→ **Material to process**
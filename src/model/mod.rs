//! Element schemas for spatial datasets.
//!
//! This module defines the element kinds a [`SpatialData`] container
//! holds and the parsers that turn raw inputs into them:
//!
//! - rasters ([`RasterModel`]): 2D/3D images and label masks, optionally
//!   as multiscale pyramids
//! - [`Shapes`]: circles, polygons and multipolygons
//! - [`Points`]: coordinate columns with annotations
//! - [`Table`]: an annotation matrix linked to elements by region
//!
//! # Design Principles
//!
//! 1. **One entry point per input shape**: every parser takes a concrete
//!    input type; there is no runtime type dispatch.
//!
//! 2. **Attach, then validate**: every parser resolves the element's
//!    transformations first and finishes with the schema's `validate`, so
//!    an element returned by a parser always satisfies its schema.
//!
//! 3. **Typed metadata**: transformations, points keys and table linkage
//!    are plain structs, serialized with the element.
//!
//! # Example
//!
//! ```
//! use spatialdata::model::{DenseArray, RasterModel, RasterParseOptions};
//!
//! let image = RasterModel::Image2D
//!     .parse_array(
//!         DenseArray::zeros(&[64, 64, 3]),
//!         RasterParseOptions::new().with_dims(&["y", "x", "c"]),
//!     )
//!     .unwrap();
//! assert_eq!(image.dims(), &["c", "y", "x"]);
//! ```
//!
//! [`SpatialData`]: crate::dataset::SpatialData

mod array;
mod axes;
mod element;
mod frame;
mod geometry;
pub mod io_geojson;
mod points;
pub mod pyramid;
mod raster;
mod shapes;
mod table;

pub use array::{ArrayData, ChunkedArray, DenseArray, LabeledArray};
pub use axes::{axis_labels, Axis};
pub use element::{get_schema, ElementKind, Schema, SpatialElement};
pub use frame::{Categorical, Column, DataFrame};
pub use geometry::{from_ragged_array, Coord, Geometry, GeometryFamily, GeometryType, Polygon};
pub use points::{Points, PointsAttrs, PointsModel, PointsParseOptions};
pub use pyramid::{DownsampleMethod, Downsampler, PyramidBuilder, ScaleFactor};
pub use raster::{
    MultiscaleRaster, RasterElement, RasterImage, RasterModel, RasterParseOptions, ScaleLevel,
    LEVEL_VARIABLE,
};
pub use shapes::{Shapes, ShapesModel, ShapesParseOptions};
pub use table::{NameSpec, Table, TableAttrs, TableLinkage, TableModel};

→ **Prompt**
Sift the material for lines that include the word "geometry", and copy each one.

→ **Reply to the exercise**
mod geometry;
pub use geometry::{from_ragged_array, Coord, Geometry, GeometryFamily, GeometryType, Polygon};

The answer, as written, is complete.